En este tercer domingo de Pascua, la Iglesia nos propone uno de los relatos más hermosos de las apariciones del Señor resucitado a sus discípulos, en lo que conocemos generalmente como la aparición a los discípulos de Emaús.

Es un relato largo, pero es un relato que vale la pena meditarlo, saborearlo, hacer lo posible para que cada una de las palabras abra la inteligencia que el Señor nos da para comprenderlo, para comprender su amor y poder, por lo tanto, transformar nuestra vida.

¿Cuál es la esencia del relato? La esencia del relato es el que unos discípulos decepcionados por la muerte del Señor en la cruz van huyendo de Jerusalén, se van alejando de la comunidad. Esto es una imagen de lo que nos puede pasar a nosotros. A muchos de nosotros nos puede suceder que los golpes que recibimos de la vida, incluso también los escándalos que hay al interior de la comunidad eclesial, nos van desilusionando, van creando una especie de gran frustración respecto de nuestra fe.

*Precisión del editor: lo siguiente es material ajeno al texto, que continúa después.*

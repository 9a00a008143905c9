//! Checkpoint persistence for graph variables.
//!
//! Checkpoints are JSON documents mapping variable names to dtype-tagged
//! value buffers, written as `{prefix}-{step}.json`. Restoration flows
//! through the uniform [`Session`] interface, so it works against any
//! session creation path.

use std::{
    collections::BTreeMap,
    error::Error,
    fmt::{self, Display},
    fs, io,
    path::{Path, PathBuf},
};

use log::{debug, info};
use serde::{Deserialize, Serialize};

use crate::{
    graph::{DType, TensorValue},
    runtime::{Session, SessionErr},
};

/// The checkpoint module's result type.
pub type Result<T> = std::result::Result<T, CheckpointErr>;

/// Checkpoint persistence failures.
#[derive(Debug)]
pub enum CheckpointErr {
    Io(io::Error),
    Json(serde_json::Error),
    /// Reading or writing variable state through the session failed.
    Session(SessionErr),
    /// The checkpoint lacks a variable the graph declares.
    MissingVariable { variable: String, path: PathBuf },
    /// A stored tensor's dtype disagrees with the graph's declaration.
    DtypeMismatch {
        variable: String,
        expected: DType,
        got: DType,
    },
    /// A stored tensor's element count disagrees with the graph's shape.
    ShapeMismatch {
        variable: String,
        expected: usize,
        got: usize,
    },
}

impl Display for CheckpointErr {
    fn fmt(&self, f: &mut fmt::Formatter<'_>) -> fmt::Result {
        match self {
            CheckpointErr::Io(e) => write!(f, "checkpoint io error: {e}"),
            CheckpointErr::Json(e) => write!(f, "checkpoint encoding error: {e}"),
            CheckpointErr::Session(e) => write!(f, "checkpoint session error: {e}"),
            CheckpointErr::MissingVariable { variable, path } => write!(
                f,
                "checkpoint {} does not contain variable {variable:?}",
                path.display()
            ),
            CheckpointErr::DtypeMismatch {
                variable,
                expected,
                got,
            } => write!(
                f,
                "dtype mismatch for {variable:?}: checkpoint holds {got:?}, graph declares {expected:?}"
            ),
            CheckpointErr::ShapeMismatch {
                variable,
                expected,
                got,
            } => write!(
                f,
                "length mismatch for {variable:?}: checkpoint holds {got} elements, graph declares {expected}"
            ),
        }
    }
}

impl Error for CheckpointErr {
    fn source(&self) -> Option<&(dyn Error + 'static)> {
        match self {
            CheckpointErr::Io(e) => Some(e),
            CheckpointErr::Json(e) => Some(e),
            CheckpointErr::Session(e) => Some(e),
            _ => None,
        }
    }
}

impl From<io::Error> for CheckpointErr {
    fn from(value: io::Error) -> Self {
        Self::Io(value)
    }
}

impl From<serde_json::Error> for CheckpointErr {
    fn from(value: serde_json::Error) -> Self {
        Self::Json(value)
    }
}

impl From<SessionErr> for CheckpointErr {
    fn from(value: SessionErr) -> Self {
        Self::Session(value)
    }
}

#[derive(Serialize, Deserialize)]
struct SavedTensor {
    dtype: DType,
    shape: Vec<usize>,
    values: Vec<f64>,
}

#[derive(Serialize, Deserialize)]
struct CheckpointDoc {
    variables: BTreeMap<String, SavedTensor>,
}

/// Saves and restores every variable of a session's graph.
pub struct Saver {
    prefix: String,
}

impl Saver {
    /// Creates a new `Saver` with the default `ckpt` filename prefix.
    ///
    /// # Returns
    /// A new `Saver` instance.
    pub fn new() -> Self {
        Self {
            prefix: "ckpt".to_string(),
        }
    }

    /// Overrides the checkpoint filename prefix.
    ///
    /// # Arguments
    /// * `prefix` - The filename prefix, without the step suffix.
    ///
    /// # Returns
    /// Self, for chaining.
    pub fn with_prefix(mut self, prefix: impl Into<String>) -> Self {
        self.prefix = prefix.into();
        self
    }

    /// Writes every graph variable reachable through `session` to a new
    /// checkpoint file in `dir`.
    ///
    /// # Arguments
    /// * `session` - The session to read variable state through.
    /// * `dir` - The checkpoint directory, created if absent.
    /// * `step` - The training step recorded in the filename.
    ///
    /// # Returns
    /// The written file's path, or an error if a variable is uninitialized
    /// or the write fails.
    pub fn save(&self, session: &dyn Session, dir: &Path, step: u64) -> Result<PathBuf> {
        let mut variables = BTreeMap::new();

        for var in session.graph().variables() {
            let value = session.fetch(var.name())?;
            variables.insert(
                var.name().to_string(),
                SavedTensor {
                    dtype: value.dtype(),
                    shape: var.shape().to_vec(),
                    values: value.data().to_vec(),
                },
            );
        }

        fs::create_dir_all(dir)?;
        let path = dir.join(format!("{}-{step}.json", self.prefix));
        let doc = CheckpointDoc { variables };
        fs::write(&path, serde_json::to_vec(&doc)?)?;

        info!(path = path.display().to_string().as_str(), step; "wrote checkpoint");
        Ok(path)
    }

    /// Restores every graph variable from the checkpoint at `path`.
    ///
    /// Extra variables in the checkpoint are ignored; a variable declared in
    /// the graph but absent from the checkpoint is an error.
    ///
    /// # Arguments
    /// * `session` - The session to write variable state through.
    /// * `path` - The checkpoint file.
    ///
    /// # Returns
    /// An error if the file cannot be read or any variable disagrees with
    /// the graph's declaration.
    pub fn restore(&self, session: &dyn Session, path: &Path) -> Result<()> {
        let doc: CheckpointDoc = serde_json::from_slice(&fs::read(path)?)?;

        for var in session.graph().variables() {
            let saved =
                doc.variables
                    .get(var.name())
                    .ok_or_else(|| CheckpointErr::MissingVariable {
                        variable: var.name().to_string(),
                        path: path.to_path_buf(),
                    })?;

            if saved.dtype != var.dtype() {
                return Err(CheckpointErr::DtypeMismatch {
                    variable: var.name().to_string(),
                    expected: var.dtype(),
                    got: saved.dtype,
                });
            }

            if saved.values.len() != var.len() {
                return Err(CheckpointErr::ShapeMismatch {
                    variable: var.name().to_string(),
                    expected: var.len(),
                    got: saved.values.len(),
                });
            }

            session.assign(
                var.name(),
                TensorValue::new(saved.dtype, saved.values.clone()),
            )?;
        }

        debug!(path = path.display().to_string().as_str(); "restored checkpoint");
        Ok(())
    }

    /// Resolves the newest checkpoint in `dir` by step number.
    ///
    /// # Arguments
    /// * `dir` - The checkpoint directory.
    ///
    /// # Returns
    /// The newest checkpoint's path, or `None` if the directory is missing
    /// or holds no matching files.
    pub fn latest_checkpoint(&self, dir: &Path) -> Result<Option<PathBuf>> {
        let entries = match fs::read_dir(dir) {
            Ok(entries) => entries,
            Err(e) if e.kind() == io::ErrorKind::NotFound => return Ok(None),
            Err(e) => return Err(e.into()),
        };

        let mut newest: Option<(u64, PathBuf)> = None;

        for entry in entries {
            let path = entry?.path();
            let Some(step) = self.parse_step(&path) else {
                continue;
            };

            if newest.as_ref().is_none_or(|(best, _)| step > *best) {
                newest = Some((step, path));
            }
        }

        Ok(newest.map(|(_, path)| path))
    }

    fn parse_step(&self, path: &Path) -> Option<u64> {
        let name = path.file_name()?.to_str()?;
        let stem = name.strip_suffix(".json")?;
        let step = stem.strip_prefix(&self.prefix)?.strip_prefix('-')?;
        step.parse().ok()
    }
}

impl Default for Saver {
    fn default() -> Self {
        Self::new()
    }
}

#[cfg(test)]
mod tests {
    use super::*;
    use crate::{
        graph::{Collection, Graph},
        initialization::ConstInit,
        runtime::{Runtime, SessionConfig},
    };
    use std::sync::Arc;

    fn session_with_var(runtime: &Arc<Runtime>, master: &str) -> crate::runtime::RuntimeSession {
        let graph = Graph::new();
        graph
            .variable(
                "w",
                DType::F64,
                &[2],
                Collection::Global,
                Arc::new(ConstInit::new(0.0)),
            )
            .unwrap();
        runtime.connect(master, Arc::new(graph), SessionConfig::default())
    }

    #[test]
    fn save_then_restore_round_trips() {
        let dir = tempfile::tempdir().unwrap();
        let runtime = Arc::new(Runtime::new());
        let saver = Saver::new();

        let source = session_with_var(&runtime, "a");
        source
            .assign("w", TensorValue::new(DType::F64, vec![5.0, -1.5]))
            .unwrap();
        let path = saver.save(&source, dir.path(), 3).unwrap();

        let target = session_with_var(&runtime, "b");
        saver.restore(&target, &path).unwrap();
        assert_eq!(target.fetch("w").unwrap().data(), &[5.0, -1.5]);
    }

    #[test]
    fn saving_uninitialized_state_fails() {
        let dir = tempfile::tempdir().unwrap();
        let runtime = Arc::new(Runtime::new());
        let session = session_with_var(&runtime, "a");

        let err = Saver::new().save(&session, dir.path(), 0).unwrap_err();
        assert!(matches!(err, CheckpointErr::Session(_)));
    }

    #[test]
    fn latest_checkpoint_picks_the_highest_step() {
        let dir = tempfile::tempdir().unwrap();
        let runtime = Arc::new(Runtime::new());
        let saver = Saver::new();

        let session = session_with_var(&runtime, "a");
        session
            .assign("w", TensorValue::new(DType::F64, vec![0.0, 0.0]))
            .unwrap();

        saver.save(&session, dir.path(), 2).unwrap();
        let latest = saver.save(&session, dir.path(), 10).unwrap();
        saver.save(&session, dir.path(), 9).unwrap();

        assert_eq!(saver.latest_checkpoint(dir.path()).unwrap(), Some(latest));
    }

    #[test]
    fn latest_checkpoint_handles_missing_directories() {
        let saver = Saver::new();
        let resolved = saver
            .latest_checkpoint(Path::new("/nonexistent/ckpt-dir"))
            .unwrap();
        assert_eq!(resolved, None);
    }

    #[test]
    fn restore_rejects_missing_variables() {
        let dir = tempfile::tempdir().unwrap();
        let runtime = Arc::new(Runtime::new());
        let saver = Saver::new();

        let source = session_with_var(&runtime, "a");
        source
            .assign("w", TensorValue::new(DType::F64, vec![0.0, 0.0]))
            .unwrap();
        let path = saver.save(&source, dir.path(), 0).unwrap();

        // A graph with an extra variable the checkpoint has never seen.
        let graph = Graph::new();
        graph
            .variable(
                "w",
                DType::F64,
                &[2],
                Collection::Global,
                Arc::new(ConstInit::new(0.0)),
            )
            .unwrap();
        graph
            .variable(
                "extra",
                DType::F64,
                &[1],
                Collection::Global,
                Arc::new(ConstInit::new(0.0)),
            )
            .unwrap();
        let target = runtime.connect("b", Arc::new(graph), SessionConfig::default());

        let err = saver.restore(&target, &path).unwrap_err();
        assert!(matches!(err, CheckpointErr::MissingVariable { variable, .. }
            if variable == "extra"));
    }
}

Sentimos como que, en realidad, esa relación con Dios y con los demás no nos da lo que nos tiene que dar, especialmente al interior de la comunidad eclesial, al interior de la Iglesia. Y entonces fácilmente nos alejamos de la comunidad. 

¿Cuántas personas no han dejado de participar por ejemplo en la vida de la comunidad de la Iglesia? ¿Cuántas personas no se han alejado por un motivo o por otro?

Pero entonces, ¿qué es lo que sucede? Cuando estos dos discípulos van escapándose de Jerusalén es el Señor mismo el que se pone a caminar con ellos, y ellos al principio no lo reconocen. Dice el texto que sus ojos estaban como pesados, como incapacitados para descubrir la presencia del Señor. El Señor camina con ellos y empieza a dialogar con ellos. Y lo primero sobre lo que dialoga el Señor es precisamente sobre qué discuten: “Ustedes, ¿qué les pasa? ¿Qué es lo que tienen?”, y estos discípulos les explican cómo están desilusionados, desalentados.

Esto es lo que el Señor hace permanentemente con nosotros: el Señor viene a nosotros para escucharnos. Qué bueno que nosotros, en la oración, fuéramos capaces también de presentarle todo lo que nos angustia, lo que nos preocupa, lo que nos desilusiona, lo que nos frustra, todo lo que constituye nuestra vida. Que esto sea el objeto de un diálogo permanente con Él porque el Señor quiere escucharnos, así como Él se acercó a los discípulos de Emaús, así también se acerca a cada uno de nosotros y quiere entablar con nosotros un diálogo de amor. 

Y entonces el Señor les abre la inteligencia para que ellos puedan comprender como todo lo que ha sucedido en Jerusalén: La pasión y la muerte del señor, y también la resurrección – que ellos han escuchado ha sucedido, pero que no han creído – es una realidad profunda, como está atestiguada en la ley y los profetas, es decir, en la sagrada escritura.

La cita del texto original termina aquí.